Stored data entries
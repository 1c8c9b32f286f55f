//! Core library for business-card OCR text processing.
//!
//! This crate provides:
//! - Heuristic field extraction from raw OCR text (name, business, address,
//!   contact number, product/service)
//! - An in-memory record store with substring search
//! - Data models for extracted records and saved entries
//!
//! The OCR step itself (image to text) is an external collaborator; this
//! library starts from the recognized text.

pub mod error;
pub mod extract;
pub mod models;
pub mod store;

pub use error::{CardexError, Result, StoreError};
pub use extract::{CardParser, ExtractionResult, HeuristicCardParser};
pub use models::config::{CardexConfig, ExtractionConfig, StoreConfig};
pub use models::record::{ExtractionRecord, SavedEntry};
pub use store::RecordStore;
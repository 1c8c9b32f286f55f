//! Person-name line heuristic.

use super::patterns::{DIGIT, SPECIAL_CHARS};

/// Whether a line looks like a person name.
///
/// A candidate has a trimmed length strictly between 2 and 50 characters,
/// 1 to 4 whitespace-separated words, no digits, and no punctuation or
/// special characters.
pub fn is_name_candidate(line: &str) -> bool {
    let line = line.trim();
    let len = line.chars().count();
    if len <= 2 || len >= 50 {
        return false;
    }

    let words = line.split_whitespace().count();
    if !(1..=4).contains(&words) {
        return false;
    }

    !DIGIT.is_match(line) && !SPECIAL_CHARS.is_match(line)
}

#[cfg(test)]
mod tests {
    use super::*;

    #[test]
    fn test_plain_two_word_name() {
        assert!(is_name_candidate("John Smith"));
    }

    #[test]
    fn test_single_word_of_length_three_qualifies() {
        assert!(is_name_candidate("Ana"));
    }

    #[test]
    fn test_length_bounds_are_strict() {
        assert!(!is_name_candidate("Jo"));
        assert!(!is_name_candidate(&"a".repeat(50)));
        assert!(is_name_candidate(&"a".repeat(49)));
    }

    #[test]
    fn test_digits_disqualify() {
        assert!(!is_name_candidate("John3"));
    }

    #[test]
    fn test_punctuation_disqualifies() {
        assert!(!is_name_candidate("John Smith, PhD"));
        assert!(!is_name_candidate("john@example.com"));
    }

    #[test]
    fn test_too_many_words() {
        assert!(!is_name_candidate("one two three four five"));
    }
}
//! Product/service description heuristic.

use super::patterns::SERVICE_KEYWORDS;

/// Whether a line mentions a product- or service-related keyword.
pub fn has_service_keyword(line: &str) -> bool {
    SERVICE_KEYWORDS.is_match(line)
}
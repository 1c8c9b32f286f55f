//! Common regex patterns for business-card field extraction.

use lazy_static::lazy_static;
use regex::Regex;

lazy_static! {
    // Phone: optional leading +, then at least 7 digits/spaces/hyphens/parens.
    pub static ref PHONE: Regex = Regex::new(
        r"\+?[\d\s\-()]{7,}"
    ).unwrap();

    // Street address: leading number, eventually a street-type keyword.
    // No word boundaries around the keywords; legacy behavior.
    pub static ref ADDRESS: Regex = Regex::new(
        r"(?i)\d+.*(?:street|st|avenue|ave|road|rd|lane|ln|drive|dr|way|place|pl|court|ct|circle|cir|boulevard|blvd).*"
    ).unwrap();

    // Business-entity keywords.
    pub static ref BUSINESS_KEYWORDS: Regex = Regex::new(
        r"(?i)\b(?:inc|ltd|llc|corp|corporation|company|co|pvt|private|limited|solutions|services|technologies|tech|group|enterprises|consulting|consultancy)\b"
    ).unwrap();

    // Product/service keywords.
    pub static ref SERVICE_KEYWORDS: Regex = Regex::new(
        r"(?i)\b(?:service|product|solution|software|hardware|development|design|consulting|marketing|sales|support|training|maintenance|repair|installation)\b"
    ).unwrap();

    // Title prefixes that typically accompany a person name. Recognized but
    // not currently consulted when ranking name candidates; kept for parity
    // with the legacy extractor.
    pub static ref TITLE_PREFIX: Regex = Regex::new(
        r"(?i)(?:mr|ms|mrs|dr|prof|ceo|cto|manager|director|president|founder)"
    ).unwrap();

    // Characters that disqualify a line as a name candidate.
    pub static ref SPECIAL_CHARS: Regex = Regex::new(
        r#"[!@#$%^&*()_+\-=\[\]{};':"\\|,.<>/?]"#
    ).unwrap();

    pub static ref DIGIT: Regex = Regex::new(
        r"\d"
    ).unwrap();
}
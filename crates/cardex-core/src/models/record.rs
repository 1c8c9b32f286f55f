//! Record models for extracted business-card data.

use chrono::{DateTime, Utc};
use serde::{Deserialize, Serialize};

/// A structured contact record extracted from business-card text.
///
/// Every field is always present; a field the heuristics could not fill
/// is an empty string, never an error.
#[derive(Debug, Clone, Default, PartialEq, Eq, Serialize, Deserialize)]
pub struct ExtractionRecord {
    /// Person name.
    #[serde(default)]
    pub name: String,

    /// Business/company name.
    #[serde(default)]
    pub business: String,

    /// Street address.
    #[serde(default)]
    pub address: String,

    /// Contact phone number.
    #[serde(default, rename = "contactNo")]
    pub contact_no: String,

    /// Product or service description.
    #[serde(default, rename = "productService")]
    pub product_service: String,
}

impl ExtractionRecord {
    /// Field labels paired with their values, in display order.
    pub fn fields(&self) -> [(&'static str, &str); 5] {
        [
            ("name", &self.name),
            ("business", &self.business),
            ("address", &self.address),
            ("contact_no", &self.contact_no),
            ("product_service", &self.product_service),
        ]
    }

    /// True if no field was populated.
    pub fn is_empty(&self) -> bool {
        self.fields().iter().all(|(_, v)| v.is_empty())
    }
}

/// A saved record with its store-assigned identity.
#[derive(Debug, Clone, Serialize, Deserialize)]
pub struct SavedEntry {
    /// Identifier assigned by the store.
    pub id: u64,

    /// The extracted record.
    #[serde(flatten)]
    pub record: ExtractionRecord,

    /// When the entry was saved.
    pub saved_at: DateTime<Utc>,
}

The problem —
State how many lines of the entries above include the word "Deserialize", offering no text other than the number.

Response box —
3